▸ Exercise goal
Find and copy each line of the records where the string "return" shows up.

▸ Data shown
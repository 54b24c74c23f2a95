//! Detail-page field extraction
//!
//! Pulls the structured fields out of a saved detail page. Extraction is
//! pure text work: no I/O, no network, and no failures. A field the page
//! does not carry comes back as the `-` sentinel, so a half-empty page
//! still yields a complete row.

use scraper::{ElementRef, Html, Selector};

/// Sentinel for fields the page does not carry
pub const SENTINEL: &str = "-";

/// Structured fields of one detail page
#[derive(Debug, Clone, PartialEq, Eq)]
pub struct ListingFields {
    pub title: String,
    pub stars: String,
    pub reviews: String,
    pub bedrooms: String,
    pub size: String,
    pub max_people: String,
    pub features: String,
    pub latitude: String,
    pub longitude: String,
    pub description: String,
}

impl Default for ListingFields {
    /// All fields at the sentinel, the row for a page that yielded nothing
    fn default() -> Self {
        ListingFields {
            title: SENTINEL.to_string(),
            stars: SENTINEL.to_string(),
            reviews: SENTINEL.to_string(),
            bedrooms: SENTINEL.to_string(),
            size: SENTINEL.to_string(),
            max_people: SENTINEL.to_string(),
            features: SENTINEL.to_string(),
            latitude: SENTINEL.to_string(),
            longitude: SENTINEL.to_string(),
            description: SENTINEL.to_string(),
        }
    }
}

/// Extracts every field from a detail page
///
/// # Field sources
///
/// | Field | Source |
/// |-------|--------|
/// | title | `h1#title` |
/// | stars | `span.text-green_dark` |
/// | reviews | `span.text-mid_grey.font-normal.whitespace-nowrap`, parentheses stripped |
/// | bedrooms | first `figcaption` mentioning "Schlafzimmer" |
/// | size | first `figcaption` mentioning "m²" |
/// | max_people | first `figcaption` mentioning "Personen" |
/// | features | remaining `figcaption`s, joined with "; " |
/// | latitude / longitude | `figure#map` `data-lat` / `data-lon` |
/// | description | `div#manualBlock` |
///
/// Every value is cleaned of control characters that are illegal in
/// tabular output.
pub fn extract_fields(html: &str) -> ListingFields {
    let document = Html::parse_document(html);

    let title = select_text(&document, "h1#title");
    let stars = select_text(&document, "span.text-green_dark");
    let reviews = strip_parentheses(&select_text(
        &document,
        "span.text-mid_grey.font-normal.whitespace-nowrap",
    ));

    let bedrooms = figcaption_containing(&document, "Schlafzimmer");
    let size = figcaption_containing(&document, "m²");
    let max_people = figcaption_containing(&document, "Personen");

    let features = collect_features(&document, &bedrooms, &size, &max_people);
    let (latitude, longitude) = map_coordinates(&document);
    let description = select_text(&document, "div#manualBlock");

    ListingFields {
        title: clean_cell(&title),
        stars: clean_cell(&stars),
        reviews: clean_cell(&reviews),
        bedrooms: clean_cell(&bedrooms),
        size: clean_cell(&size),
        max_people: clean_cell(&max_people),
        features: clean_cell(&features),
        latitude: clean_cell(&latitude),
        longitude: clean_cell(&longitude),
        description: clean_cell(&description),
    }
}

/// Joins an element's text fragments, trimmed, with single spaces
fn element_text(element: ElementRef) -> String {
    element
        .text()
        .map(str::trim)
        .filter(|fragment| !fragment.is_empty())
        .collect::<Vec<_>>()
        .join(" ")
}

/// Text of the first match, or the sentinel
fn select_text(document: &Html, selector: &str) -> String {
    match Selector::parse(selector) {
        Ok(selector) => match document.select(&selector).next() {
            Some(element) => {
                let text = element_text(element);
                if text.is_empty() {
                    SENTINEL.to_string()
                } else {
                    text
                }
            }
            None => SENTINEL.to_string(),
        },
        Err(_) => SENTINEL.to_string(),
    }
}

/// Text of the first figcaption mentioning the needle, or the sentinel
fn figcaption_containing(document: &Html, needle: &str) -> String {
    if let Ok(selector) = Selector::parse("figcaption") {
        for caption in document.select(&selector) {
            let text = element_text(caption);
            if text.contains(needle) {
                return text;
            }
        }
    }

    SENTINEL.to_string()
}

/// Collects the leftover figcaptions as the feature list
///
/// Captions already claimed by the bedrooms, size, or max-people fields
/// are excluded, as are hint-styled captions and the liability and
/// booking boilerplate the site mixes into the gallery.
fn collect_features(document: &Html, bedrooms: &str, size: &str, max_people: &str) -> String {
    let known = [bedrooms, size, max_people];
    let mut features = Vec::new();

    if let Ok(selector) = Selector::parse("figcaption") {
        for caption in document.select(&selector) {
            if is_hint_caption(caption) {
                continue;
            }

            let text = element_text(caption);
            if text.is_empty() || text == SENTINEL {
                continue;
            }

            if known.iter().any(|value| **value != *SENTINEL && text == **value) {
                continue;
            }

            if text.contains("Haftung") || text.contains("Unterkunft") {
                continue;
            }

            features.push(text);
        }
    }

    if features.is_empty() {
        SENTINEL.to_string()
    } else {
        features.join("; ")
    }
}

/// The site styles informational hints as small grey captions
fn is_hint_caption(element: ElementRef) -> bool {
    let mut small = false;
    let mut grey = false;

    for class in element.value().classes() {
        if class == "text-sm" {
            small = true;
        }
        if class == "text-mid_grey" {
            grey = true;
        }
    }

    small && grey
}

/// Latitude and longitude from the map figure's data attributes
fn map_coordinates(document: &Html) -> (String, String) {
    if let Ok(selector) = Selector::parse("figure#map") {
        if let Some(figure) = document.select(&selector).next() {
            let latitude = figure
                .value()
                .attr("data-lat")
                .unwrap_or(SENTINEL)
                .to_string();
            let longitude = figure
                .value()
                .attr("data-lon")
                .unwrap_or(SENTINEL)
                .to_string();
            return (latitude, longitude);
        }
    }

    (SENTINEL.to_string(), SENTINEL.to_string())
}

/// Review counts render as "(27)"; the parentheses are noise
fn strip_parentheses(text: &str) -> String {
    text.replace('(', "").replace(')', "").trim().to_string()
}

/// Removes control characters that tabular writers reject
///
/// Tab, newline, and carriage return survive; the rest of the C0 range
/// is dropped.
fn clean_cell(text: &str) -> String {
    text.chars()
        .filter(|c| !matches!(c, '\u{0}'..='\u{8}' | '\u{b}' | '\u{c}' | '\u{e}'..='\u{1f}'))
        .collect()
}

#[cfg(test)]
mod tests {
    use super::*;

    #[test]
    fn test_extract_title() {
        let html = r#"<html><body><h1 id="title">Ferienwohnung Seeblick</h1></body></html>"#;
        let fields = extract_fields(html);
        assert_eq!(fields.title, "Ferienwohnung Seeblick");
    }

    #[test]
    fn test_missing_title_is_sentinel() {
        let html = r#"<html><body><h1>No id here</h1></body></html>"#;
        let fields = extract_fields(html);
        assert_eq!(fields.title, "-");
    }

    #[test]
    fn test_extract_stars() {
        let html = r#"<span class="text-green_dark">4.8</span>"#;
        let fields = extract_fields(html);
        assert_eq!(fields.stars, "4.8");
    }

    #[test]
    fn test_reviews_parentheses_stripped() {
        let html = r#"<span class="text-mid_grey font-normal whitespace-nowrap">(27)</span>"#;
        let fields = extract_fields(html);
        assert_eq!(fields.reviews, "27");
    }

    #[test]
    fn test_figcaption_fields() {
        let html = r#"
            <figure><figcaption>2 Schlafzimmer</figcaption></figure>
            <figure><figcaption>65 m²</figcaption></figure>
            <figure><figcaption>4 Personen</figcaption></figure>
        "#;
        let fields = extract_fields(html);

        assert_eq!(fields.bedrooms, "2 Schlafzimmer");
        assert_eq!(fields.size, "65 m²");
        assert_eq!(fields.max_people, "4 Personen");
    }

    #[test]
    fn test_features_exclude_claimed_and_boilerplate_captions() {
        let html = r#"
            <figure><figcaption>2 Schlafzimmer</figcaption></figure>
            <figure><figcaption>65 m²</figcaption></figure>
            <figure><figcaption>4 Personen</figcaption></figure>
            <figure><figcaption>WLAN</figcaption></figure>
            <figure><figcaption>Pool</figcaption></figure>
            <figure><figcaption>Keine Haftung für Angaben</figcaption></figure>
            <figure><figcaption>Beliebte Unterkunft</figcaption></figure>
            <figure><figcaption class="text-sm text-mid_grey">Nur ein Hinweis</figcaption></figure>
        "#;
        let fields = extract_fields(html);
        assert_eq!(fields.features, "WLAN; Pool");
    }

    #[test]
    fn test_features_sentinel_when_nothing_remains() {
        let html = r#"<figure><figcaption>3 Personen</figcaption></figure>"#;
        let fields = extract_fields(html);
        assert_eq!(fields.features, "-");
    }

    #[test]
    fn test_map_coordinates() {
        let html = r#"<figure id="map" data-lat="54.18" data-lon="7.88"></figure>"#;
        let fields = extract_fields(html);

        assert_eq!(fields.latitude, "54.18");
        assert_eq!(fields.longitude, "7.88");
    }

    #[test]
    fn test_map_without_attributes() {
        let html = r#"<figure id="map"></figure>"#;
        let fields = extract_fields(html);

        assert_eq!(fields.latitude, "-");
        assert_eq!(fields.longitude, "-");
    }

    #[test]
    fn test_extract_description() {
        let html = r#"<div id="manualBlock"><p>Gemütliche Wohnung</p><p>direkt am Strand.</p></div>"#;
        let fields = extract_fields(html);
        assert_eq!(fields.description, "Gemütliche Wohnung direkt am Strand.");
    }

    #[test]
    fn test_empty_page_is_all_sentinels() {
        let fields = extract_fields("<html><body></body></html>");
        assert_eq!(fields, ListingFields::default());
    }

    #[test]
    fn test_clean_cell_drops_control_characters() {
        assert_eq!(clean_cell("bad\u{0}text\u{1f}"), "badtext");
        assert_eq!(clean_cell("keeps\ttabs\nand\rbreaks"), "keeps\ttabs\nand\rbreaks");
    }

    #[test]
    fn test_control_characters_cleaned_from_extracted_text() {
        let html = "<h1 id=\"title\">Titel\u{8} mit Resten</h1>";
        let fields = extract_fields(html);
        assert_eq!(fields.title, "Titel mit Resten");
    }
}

▸ Problem solution
                return text;
            return (latitude, longitude);
/// Tab, newline, and carriage return survive; the rest of the C0 range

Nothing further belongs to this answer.